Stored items
[Start of Attachment]

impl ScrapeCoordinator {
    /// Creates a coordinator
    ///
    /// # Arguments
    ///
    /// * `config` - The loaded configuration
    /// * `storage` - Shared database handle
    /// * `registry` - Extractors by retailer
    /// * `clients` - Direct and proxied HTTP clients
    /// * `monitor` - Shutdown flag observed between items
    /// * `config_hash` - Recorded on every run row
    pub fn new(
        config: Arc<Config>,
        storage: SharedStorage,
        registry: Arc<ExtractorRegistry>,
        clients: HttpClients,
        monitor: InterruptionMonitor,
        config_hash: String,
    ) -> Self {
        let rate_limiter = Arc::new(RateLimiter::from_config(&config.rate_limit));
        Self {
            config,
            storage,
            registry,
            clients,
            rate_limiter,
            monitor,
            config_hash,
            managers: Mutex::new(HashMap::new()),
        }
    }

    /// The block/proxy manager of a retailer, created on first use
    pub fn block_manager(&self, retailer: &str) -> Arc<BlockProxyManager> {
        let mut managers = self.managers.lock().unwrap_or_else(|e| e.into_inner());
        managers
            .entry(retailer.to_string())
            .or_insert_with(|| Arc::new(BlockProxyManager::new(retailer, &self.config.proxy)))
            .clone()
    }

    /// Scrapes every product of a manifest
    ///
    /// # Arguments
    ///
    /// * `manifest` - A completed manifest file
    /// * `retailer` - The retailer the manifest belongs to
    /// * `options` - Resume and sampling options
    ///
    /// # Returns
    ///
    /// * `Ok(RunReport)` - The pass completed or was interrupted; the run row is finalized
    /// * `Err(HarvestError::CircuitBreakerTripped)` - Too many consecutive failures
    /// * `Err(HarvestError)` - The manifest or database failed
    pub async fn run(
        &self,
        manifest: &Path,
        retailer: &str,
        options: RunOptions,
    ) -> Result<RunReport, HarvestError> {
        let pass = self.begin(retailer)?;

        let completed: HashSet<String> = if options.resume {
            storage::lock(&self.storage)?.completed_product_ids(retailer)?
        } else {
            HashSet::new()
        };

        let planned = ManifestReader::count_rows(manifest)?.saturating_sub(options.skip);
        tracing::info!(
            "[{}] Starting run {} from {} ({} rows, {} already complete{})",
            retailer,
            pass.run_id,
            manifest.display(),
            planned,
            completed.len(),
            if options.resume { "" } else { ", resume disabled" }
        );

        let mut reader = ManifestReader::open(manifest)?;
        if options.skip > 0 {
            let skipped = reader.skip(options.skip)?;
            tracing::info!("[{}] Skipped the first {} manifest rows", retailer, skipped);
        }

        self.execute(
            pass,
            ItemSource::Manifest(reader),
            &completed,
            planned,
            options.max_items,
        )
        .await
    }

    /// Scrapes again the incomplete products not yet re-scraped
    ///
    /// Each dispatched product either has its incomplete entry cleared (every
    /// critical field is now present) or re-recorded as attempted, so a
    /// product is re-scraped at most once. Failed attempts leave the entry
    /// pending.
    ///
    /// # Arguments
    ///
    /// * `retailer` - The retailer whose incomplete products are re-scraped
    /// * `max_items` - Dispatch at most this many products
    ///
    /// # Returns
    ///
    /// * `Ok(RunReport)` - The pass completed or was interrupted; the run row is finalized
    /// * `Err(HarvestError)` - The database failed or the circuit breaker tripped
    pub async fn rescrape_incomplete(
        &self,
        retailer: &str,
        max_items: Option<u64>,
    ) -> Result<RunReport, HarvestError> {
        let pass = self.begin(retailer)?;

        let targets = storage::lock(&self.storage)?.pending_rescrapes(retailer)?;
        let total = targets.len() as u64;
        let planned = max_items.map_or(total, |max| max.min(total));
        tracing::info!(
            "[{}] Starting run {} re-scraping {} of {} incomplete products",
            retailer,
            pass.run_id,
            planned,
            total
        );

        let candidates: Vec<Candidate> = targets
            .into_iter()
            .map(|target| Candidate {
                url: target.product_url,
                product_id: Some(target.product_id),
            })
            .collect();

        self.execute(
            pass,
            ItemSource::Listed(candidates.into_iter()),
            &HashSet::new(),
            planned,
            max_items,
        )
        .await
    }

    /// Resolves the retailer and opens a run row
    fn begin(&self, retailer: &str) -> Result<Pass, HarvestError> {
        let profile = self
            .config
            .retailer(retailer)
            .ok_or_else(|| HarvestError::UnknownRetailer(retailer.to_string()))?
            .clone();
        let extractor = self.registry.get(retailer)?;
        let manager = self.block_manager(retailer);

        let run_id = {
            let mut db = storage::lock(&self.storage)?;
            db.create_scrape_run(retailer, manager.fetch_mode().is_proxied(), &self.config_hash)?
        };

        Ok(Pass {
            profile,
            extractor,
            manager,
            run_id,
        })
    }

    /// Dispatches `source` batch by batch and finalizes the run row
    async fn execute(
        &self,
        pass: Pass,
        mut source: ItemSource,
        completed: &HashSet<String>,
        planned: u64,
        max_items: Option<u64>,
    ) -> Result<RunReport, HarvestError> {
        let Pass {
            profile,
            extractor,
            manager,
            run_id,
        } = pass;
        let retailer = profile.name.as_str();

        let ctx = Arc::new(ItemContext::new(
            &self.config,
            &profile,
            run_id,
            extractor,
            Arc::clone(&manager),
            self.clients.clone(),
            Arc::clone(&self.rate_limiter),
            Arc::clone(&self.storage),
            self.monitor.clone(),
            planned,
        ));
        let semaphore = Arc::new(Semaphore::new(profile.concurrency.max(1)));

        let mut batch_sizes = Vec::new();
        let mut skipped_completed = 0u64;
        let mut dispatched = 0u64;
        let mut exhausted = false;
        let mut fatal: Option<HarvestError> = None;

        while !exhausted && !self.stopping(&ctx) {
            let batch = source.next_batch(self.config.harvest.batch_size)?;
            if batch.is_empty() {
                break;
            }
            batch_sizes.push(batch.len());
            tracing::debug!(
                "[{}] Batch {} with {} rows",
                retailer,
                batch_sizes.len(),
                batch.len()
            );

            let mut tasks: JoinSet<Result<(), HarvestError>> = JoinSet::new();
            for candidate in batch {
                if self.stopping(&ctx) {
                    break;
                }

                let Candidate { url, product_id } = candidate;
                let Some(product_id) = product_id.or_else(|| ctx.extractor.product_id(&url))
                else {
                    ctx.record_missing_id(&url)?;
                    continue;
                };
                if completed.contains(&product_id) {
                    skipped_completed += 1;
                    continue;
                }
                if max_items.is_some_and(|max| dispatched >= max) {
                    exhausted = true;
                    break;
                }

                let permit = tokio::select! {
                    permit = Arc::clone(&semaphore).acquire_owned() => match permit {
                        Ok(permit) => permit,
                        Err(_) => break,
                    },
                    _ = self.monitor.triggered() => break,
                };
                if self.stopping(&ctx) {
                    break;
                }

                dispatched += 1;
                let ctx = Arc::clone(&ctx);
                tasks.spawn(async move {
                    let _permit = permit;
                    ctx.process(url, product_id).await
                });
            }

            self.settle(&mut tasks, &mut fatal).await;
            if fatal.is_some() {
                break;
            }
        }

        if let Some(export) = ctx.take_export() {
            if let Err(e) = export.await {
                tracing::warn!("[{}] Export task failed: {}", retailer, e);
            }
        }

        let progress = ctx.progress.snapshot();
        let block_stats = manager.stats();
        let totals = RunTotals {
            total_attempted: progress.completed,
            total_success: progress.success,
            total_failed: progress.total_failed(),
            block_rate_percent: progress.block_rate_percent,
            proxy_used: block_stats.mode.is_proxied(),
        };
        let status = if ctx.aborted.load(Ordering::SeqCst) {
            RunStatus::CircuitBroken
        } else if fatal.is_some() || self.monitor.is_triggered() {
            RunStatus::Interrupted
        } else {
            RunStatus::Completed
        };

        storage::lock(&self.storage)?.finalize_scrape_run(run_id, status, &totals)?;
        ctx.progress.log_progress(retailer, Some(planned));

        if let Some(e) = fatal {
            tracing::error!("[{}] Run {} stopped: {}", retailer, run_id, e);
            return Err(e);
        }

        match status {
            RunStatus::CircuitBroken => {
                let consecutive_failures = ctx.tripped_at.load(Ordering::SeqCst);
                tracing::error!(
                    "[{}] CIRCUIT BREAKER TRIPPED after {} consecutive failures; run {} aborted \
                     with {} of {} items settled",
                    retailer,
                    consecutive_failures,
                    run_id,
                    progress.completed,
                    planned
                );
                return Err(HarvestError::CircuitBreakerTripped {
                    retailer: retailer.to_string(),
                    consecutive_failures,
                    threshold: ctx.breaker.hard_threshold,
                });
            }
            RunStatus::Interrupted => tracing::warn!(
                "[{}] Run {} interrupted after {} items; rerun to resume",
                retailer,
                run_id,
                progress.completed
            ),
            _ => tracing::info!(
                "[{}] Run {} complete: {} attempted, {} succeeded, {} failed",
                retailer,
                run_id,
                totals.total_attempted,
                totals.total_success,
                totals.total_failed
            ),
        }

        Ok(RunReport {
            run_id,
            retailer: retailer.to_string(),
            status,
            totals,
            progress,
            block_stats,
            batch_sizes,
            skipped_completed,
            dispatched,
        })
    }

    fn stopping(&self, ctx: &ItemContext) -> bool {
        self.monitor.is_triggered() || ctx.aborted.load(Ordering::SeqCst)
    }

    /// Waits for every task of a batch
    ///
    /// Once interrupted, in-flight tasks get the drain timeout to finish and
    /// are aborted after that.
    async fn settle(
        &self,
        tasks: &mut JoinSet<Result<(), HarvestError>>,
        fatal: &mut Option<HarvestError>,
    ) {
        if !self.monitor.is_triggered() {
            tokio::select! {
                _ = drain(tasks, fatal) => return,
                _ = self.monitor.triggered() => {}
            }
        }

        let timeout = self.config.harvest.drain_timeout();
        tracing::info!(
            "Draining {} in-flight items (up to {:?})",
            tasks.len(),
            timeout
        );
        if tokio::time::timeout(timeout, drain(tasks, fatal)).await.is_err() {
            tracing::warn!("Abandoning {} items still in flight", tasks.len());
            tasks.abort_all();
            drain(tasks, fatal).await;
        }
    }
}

[End of Attachment]
[Start of Attachment]

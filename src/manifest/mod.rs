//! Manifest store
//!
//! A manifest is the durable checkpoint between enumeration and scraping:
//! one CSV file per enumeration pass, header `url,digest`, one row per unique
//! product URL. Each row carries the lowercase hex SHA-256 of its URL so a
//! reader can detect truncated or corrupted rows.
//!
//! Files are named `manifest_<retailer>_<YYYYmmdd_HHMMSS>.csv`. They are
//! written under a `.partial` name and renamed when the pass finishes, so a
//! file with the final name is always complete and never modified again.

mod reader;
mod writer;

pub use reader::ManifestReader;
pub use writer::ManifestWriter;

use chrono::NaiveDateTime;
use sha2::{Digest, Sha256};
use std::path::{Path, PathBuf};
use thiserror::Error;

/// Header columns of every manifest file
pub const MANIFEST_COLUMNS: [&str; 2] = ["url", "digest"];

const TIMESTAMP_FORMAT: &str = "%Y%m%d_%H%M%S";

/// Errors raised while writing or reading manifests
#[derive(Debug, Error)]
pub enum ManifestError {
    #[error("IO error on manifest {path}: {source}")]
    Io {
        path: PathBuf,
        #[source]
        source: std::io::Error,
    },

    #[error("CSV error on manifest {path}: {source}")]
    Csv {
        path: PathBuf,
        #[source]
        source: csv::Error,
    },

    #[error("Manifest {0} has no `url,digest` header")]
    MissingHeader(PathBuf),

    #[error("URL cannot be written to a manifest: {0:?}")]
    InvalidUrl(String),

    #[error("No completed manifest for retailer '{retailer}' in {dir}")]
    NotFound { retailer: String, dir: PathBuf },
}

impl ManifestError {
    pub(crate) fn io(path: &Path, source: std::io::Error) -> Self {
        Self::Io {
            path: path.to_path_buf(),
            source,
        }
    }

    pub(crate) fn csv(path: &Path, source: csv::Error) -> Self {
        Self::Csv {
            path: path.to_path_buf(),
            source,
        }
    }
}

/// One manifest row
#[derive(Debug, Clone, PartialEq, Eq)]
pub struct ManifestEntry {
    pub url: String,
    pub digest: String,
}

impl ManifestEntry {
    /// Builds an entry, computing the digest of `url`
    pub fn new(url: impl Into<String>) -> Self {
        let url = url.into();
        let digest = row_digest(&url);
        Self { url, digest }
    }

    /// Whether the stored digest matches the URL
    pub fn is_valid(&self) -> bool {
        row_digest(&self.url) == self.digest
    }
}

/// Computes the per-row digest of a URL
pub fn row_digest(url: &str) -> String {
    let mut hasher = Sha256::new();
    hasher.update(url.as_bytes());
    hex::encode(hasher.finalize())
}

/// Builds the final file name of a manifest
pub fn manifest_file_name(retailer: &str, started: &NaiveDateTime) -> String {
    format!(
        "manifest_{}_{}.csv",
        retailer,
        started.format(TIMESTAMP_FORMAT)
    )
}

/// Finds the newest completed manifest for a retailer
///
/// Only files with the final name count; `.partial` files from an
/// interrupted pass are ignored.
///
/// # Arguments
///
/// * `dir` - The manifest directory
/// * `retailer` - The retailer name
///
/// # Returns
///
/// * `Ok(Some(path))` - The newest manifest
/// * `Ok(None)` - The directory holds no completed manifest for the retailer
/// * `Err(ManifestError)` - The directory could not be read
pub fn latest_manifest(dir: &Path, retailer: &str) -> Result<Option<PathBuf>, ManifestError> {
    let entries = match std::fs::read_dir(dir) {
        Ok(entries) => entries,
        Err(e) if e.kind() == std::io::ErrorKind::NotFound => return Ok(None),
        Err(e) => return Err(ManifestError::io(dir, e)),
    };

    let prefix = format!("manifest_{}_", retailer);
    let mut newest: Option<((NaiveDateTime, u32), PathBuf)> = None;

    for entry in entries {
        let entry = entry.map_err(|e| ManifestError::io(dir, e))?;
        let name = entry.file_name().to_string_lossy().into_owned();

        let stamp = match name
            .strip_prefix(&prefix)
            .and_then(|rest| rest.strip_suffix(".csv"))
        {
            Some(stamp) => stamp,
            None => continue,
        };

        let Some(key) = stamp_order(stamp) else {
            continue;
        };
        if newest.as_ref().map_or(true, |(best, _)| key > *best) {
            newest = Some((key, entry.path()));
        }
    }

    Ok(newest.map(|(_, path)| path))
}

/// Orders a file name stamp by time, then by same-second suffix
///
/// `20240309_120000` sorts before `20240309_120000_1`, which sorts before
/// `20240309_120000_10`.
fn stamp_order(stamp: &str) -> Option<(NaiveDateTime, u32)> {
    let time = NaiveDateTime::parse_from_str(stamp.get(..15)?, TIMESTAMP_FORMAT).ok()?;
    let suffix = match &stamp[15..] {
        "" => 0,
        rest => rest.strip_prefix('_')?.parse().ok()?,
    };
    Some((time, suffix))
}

[End of Attachment]
[Start of Attachment]

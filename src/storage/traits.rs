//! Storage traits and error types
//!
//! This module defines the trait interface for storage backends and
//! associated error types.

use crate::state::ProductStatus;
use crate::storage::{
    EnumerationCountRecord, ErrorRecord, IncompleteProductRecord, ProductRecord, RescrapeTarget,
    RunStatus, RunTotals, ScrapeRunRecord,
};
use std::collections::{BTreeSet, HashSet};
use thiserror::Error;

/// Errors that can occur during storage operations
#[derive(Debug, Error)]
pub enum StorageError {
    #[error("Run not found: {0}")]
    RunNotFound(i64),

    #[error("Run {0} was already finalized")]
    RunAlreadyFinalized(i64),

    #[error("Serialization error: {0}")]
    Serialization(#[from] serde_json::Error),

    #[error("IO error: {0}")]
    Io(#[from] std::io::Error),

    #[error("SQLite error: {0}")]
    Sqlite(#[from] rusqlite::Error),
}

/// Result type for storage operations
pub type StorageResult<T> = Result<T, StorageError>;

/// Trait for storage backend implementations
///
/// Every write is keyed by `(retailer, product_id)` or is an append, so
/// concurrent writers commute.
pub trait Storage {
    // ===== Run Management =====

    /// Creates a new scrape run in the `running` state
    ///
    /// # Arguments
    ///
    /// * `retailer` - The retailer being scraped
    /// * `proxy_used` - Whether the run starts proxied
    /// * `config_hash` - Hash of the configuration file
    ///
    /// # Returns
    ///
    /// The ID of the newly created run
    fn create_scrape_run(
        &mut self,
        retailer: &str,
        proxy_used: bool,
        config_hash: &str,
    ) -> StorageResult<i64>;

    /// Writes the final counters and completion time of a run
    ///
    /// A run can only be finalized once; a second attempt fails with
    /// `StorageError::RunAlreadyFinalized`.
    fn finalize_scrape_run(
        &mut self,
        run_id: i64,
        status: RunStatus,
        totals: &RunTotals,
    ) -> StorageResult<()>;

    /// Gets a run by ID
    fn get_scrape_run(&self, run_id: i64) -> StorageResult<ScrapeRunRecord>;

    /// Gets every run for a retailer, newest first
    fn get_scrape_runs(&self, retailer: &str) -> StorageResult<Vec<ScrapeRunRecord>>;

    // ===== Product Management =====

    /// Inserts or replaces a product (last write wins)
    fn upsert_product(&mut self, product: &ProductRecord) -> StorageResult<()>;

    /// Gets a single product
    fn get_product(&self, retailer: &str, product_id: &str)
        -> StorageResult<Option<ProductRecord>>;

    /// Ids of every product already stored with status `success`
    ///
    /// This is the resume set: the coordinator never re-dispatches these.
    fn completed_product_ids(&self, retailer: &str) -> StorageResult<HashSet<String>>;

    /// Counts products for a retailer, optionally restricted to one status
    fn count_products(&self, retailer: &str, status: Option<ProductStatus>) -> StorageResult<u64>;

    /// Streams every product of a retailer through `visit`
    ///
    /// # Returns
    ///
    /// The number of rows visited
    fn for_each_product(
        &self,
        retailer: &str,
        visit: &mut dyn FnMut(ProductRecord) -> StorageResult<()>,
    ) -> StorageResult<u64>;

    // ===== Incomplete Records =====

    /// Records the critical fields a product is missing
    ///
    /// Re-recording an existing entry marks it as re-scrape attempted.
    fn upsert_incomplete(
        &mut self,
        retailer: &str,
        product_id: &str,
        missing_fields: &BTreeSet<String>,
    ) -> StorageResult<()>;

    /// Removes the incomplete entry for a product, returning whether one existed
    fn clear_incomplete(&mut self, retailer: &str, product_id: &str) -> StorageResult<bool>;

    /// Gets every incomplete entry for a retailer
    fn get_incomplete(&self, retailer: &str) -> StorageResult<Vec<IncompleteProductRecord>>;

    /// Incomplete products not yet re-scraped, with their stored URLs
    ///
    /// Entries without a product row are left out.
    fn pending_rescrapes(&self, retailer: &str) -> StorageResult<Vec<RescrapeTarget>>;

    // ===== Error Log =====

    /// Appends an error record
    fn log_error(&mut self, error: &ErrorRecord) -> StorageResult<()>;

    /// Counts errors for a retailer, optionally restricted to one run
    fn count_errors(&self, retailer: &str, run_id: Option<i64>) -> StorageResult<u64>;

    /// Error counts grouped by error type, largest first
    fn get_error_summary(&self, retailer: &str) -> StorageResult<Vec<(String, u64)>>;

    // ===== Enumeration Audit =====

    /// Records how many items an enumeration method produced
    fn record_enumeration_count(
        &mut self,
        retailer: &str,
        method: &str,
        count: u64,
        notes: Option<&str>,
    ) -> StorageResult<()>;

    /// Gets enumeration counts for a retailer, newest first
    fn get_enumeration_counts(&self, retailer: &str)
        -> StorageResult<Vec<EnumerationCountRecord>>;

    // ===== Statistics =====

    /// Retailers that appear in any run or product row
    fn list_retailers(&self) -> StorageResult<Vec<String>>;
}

[End of Attachment]

> [Task requirements]:
Taking the records above, retype every line from the one with "matches the URL" down to the one with "hasher.update(url.as_bytes());", exactly and with nothing else.

> [Task output]:
    /// Whether the stored digest matches the URL
    pub fn is_valid(&self) -> bool {
        row_digest(&self.url) == self.digest
    }
}

/// Computes the per-row digest of a URL
pub fn row_digest(url: &str) -> String {
    let mut hasher = Sha256::new();
    hasher.update(url.as_bytes());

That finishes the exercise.